## Instructions for the task
Could you write out the lines below exactly, beginning with the first and finishing with the one that contains "Show migration status"?

━━━ Data for processing

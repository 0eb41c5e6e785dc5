//! Database migration runner for Prestamos.
//!
//! Usage:
//!   migrator up      - Run all pending migrations
//!   migrator down    - Rollback last migration
//!   migrator status  - Show migration status
//!   migrator fresh   - Drop all tables and re-run migrations
//!
//! Reads `DATABASE_URL` from the environment or `.env`.

use prestamos_db::migration::Migrator;
use sea_orm_migration::prelude::*;

#[tokio::main]
async fn main() {
    dotenvy::dotenv().ok();

    // The migrator CLI sets up its own tracing
    cli::run_cli(Migrator).await;
}
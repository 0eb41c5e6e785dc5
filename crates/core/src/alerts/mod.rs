//! Payment reminders by email and SMS.
//!
//! The scheduler runs daily and can also be triggered right after a
//! schedule is generated. Alert rows are unique per installment and day.

pub mod error;
pub mod lead_days;
pub mod message;
pub mod service;
pub mod types;

#[cfg(test)]
mod tests;

pub use error::NotifyError;
pub use lead_days::{parse_lead_days, target_dates};
pub use message::Reminder;
pub use service::{AlertRepository, AlertScheduler, Mailer, SmsSender};
pub use types::{Alert, AlertStatus, AlertSummary, DueInstallment, NewAlert, RunOptions};
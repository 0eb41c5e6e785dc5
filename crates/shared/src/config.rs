//! Application configuration management.

use serde::Deserialize;

use crate::rates::RateApi;
use crate::types::Currency;

/// Application configuration.
#[derive(Debug, Clone, Deserialize)]
pub struct AppConfig {
    /// Database configuration.
    pub database: DatabaseConfig,
    /// Outbound mail configuration.
    #[serde(default)]
    pub email: EmailConfig,
    /// SMS provider configuration.
    #[serde(default)]
    pub sms: SmsConfig,
    /// Exchange-rate provider configuration.
    #[serde(default)]
    pub rates: RatesConfig,
    /// Alert scheduler configuration.
    #[serde(default)]
    pub alerts: AlertsConfig,
}

/// Database configuration.
#[derive(Debug, Clone, Deserialize)]
pub struct DatabaseConfig {
    /// Database connection URL.
    pub url: String,
    /// Maximum number of connections in the pool.
    #[serde(default = "default_max_connections")]
    pub max_connections: u32,
    /// Minimum number of connections in the pool.
    #[serde(default = "default_min_connections")]
    pub min_connections: u32,
}

fn default_max_connections() -> u32 {
    10
}

fn default_min_connections() -> u32 {
    1
}

/// SMTP configuration for payment reminders.
#[derive(Debug, Clone, Deserialize)]
pub struct EmailConfig {
    /// SMTP relay host.
    #[serde(default = "default_smtp_host")]
    pub smtp_host: String,
    /// SMTP port.
    #[serde(default = "default_smtp_port")]
    pub smtp_port: u16,
    /// SMTP username.
    #[serde(default)]
    pub smtp_username: String,
    /// SMTP password.
    #[serde(default)]
    pub smtp_password: String,
    /// Sender address.
    #[serde(default = "default_from_email")]
    pub from_email: String,
    /// Sender display name.
    #[serde(default = "default_from_name")]
    pub from_name: String,
}

fn default_smtp_host() -> String {
    "localhost".to_string()
}

fn default_smtp_port() -> u16 {
    1025
}

fn default_from_email() -> String {
    "no-reply@example.com".to_string()
}

fn default_from_name() -> String {
    "Prestamos".to_string()
}

impl Default for EmailConfig {
    fn default() -> Self {
        Self {
            smtp_host: default_smtp_host(),
            smtp_port: default_smtp_port(),
            smtp_username: String::new(),
            smtp_password: String::new(),
            from_email: default_from_email(),
            from_name: default_from_name(),
        }
    }
}

/// Vonage SMS configuration.
#[derive(Debug, Clone, Deserialize)]
pub struct SmsConfig {
    /// Master switch; when off every send returns "not sent".
    #[serde(default)]
    pub enabled: bool,
    /// Vonage API key.
    #[serde(default)]
    pub api_key: Option<String>,
    /// Vonage API secret.
    #[serde(default)]
    pub api_secret: Option<String>,
    /// Sender number or alphanumeric id.
    #[serde(default)]
    pub from_number: Option<String>,
    /// Country code prepended to domestic numbers.
    #[serde(default = "default_country_code")]
    pub default_country_code: String,
    /// SMS endpoint.
    #[serde(default = "default_sms_api_url")]
    pub api_url: String,
    /// Request timeout in seconds.
    #[serde(default = "default_sms_timeout")]
    pub timeout_secs: u64,
}

fn default_country_code() -> String {
    "+51".to_string()
}

fn default_sms_api_url() -> String {
    "https://rest.nexmo.com/sms/json".to_string()
}

fn default_sms_timeout() -> u64 {
    10
}

impl Default for SmsConfig {
    fn default() -> Self {
        Self {
            enabled: false,
            api_key: None,
            api_secret: None,
            from_number: None,
            default_country_code: default_country_code(),
            api_url: default_sms_api_url(),
            timeout_secs: default_sms_timeout(),
        }
    }
}

impl SmsConfig {
    /// Returns `(api_key, api_secret, from_number)` when all three are set and non-empty.
    #[must_use]
    pub fn credentials(&self) -> Option<(&str, &str, &str)> {
        let key = self.api_key.as_deref().filter(|s| !s.is_empty())?;
        let secret = self.api_secret.as_deref().filter(|s| !s.is_empty())?;
        let from = self.from_number.as_deref().filter(|s| !s.is_empty())?;
        Some((key, secret, from))
    }
}

/// Exchange-rate provider configuration.
#[derive(Debug, Clone, Deserialize)]
pub struct RatesConfig {
    /// Providers in the order they are tried.
    #[serde(default = "default_providers")]
    pub providers: Vec<RateApi>,
    /// Timeout applied to each provider attempt, in seconds.
    #[serde(default = "default_rates_timeout")]
    pub timeout_secs: u64,
}

fn default_providers() -> Vec<RateApi> {
    vec![RateApi::ExchangeRateHost, RateApi::Frankfurter, RateApi::OpenErApi]
}

fn default_rates_timeout() -> u64 {
    8
}

impl Default for RatesConfig {
    fn default() -> Self {
        Self {
            providers: default_providers(),
            timeout_secs: default_rates_timeout(),
        }
    }
}

/// Alert scheduler configuration.
#[derive(Debug, Clone, Deserialize)]
pub struct AlertsConfig {
    /// Lead days used when a profile has no usable preference.
    #[serde(default = "default_lead_days")]
    pub default_lead_days: u32,
    /// Display currency for profiles without a preference.
    #[serde(default)]
    pub default_currency: Currency,
    /// IANA timezone used to decide what "today" is.
    #[serde(default = "default_timezone")]
    pub timezone: String,
}

fn default_lead_days() -> u32 {
    3
}

fn default_timezone() -> String {
    "America/Lima".to_string()
}

impl Default for AlertsConfig {
    fn default() -> Self {
        Self {
            default_lead_days: default_lead_days(),
            default_currency: Currency::default(),
            timezone: default_timezone(),
        }
    }
}

impl AppConfig {
    /// Loads configuration from environment and config files.
    ///
    /// Sources, later ones win: `config/default`, `config/{RUN_MODE}`,
    /// then `PRESTAMOS__SECTION__KEY` environment variables.
    ///
    /// # Errors
    ///
    /// Returns an error if configuration cannot be loaded.
    pub fn load() -> Result<Self, config::ConfigError> {
        let run_mode = std::env::var("RUN_MODE").unwrap_or_else(|_| "development".to_string());

        let config = config::Config::builder()
            .add_source(config::File::with_name("config/default").required(false))
            .add_source(config::File::with_name(&format!("config/{run_mode}")).required(false))
            .add_source(
                config::Environment::with_prefix("PRESTAMOS")
                    .prefix_separator("__")
                    .separator("__"),
            )
            .build()?;

        config.try_deserialize()
    }
}

#[cfg(test)]
mod tests {
    use super::*;

    #[test]
    fn test_load_from_env() {
        temp_env::with_vars(
            [
                ("PRESTAMOS__DATABASE__URL", Some("postgres://localhost/prestamos")),
                ("PRESTAMOS__ALERTS__DEFAULT_LEAD_DAYS", Some("5")),
                ("PRESTAMOS__SMS__ENABLED", Some("true")),
            ],
            || {
                let config = AppConfig::load().unwrap();
                assert_eq!(config.database.url, "postgres://localhost/prestamos");
                assert_eq!(config.database.max_connections, 10);
                assert_eq!(config.alerts.default_lead_days, 5);
                assert!(config.sms.enabled);
                assert_eq!(config.sms.default_country_code, "+51");
                assert_eq!(config.rates.timeout_secs, 8);
                assert_eq!(config.rates.providers.len(), 3);
            },
        );
    }

    #[test]
    fn test_missing_database_url_fails() {
        temp_env::with_var_unset("PRESTAMOS__DATABASE__URL", || {
            assert!(AppConfig::load().is_err());
        });
    }

    #[test]
    fn test_sms_credentials_require_all_fields() {
        let mut sms = SmsConfig {
            api_key: Some("key".into()),
            api_secret: Some("secret".into()),
            ..SmsConfig::default()
        };
        assert!(sms.credentials().is_none());

        sms.from_number = Some(String::new());
        assert!(sms.credentials().is_none());

        sms.from_number = Some("PRESTAMOS".into());
        assert_eq!(sms.credentials(), Some(("key", "secret", "PRESTAMOS")));
    }

    #[test]
    fn test_defaults() {
        let alerts = AlertsConfig::default();
        assert_eq!(alerts.default_lead_days, 3);
        assert_eq!(alerts.default_currency, Currency::Pen);
        assert_eq!(alerts.timezone, "America/Lima");

        let rates = RatesConfig::default();
        assert_eq!(rates.providers[0], RateApi::ExchangeRateHost);
        assert_eq!(rates.providers[2], RateApi::OpenErApi);
    }
}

━━━━━━

## Expected answer
repository 0eb41c5e6e785dc5
//! Database migration runner for Prestamos.
//!
//! Usage:
//!   migrator up      - Run all pending migrations
//!   migrator down    - Rollback last migration
//!   migrator status  - Show migration status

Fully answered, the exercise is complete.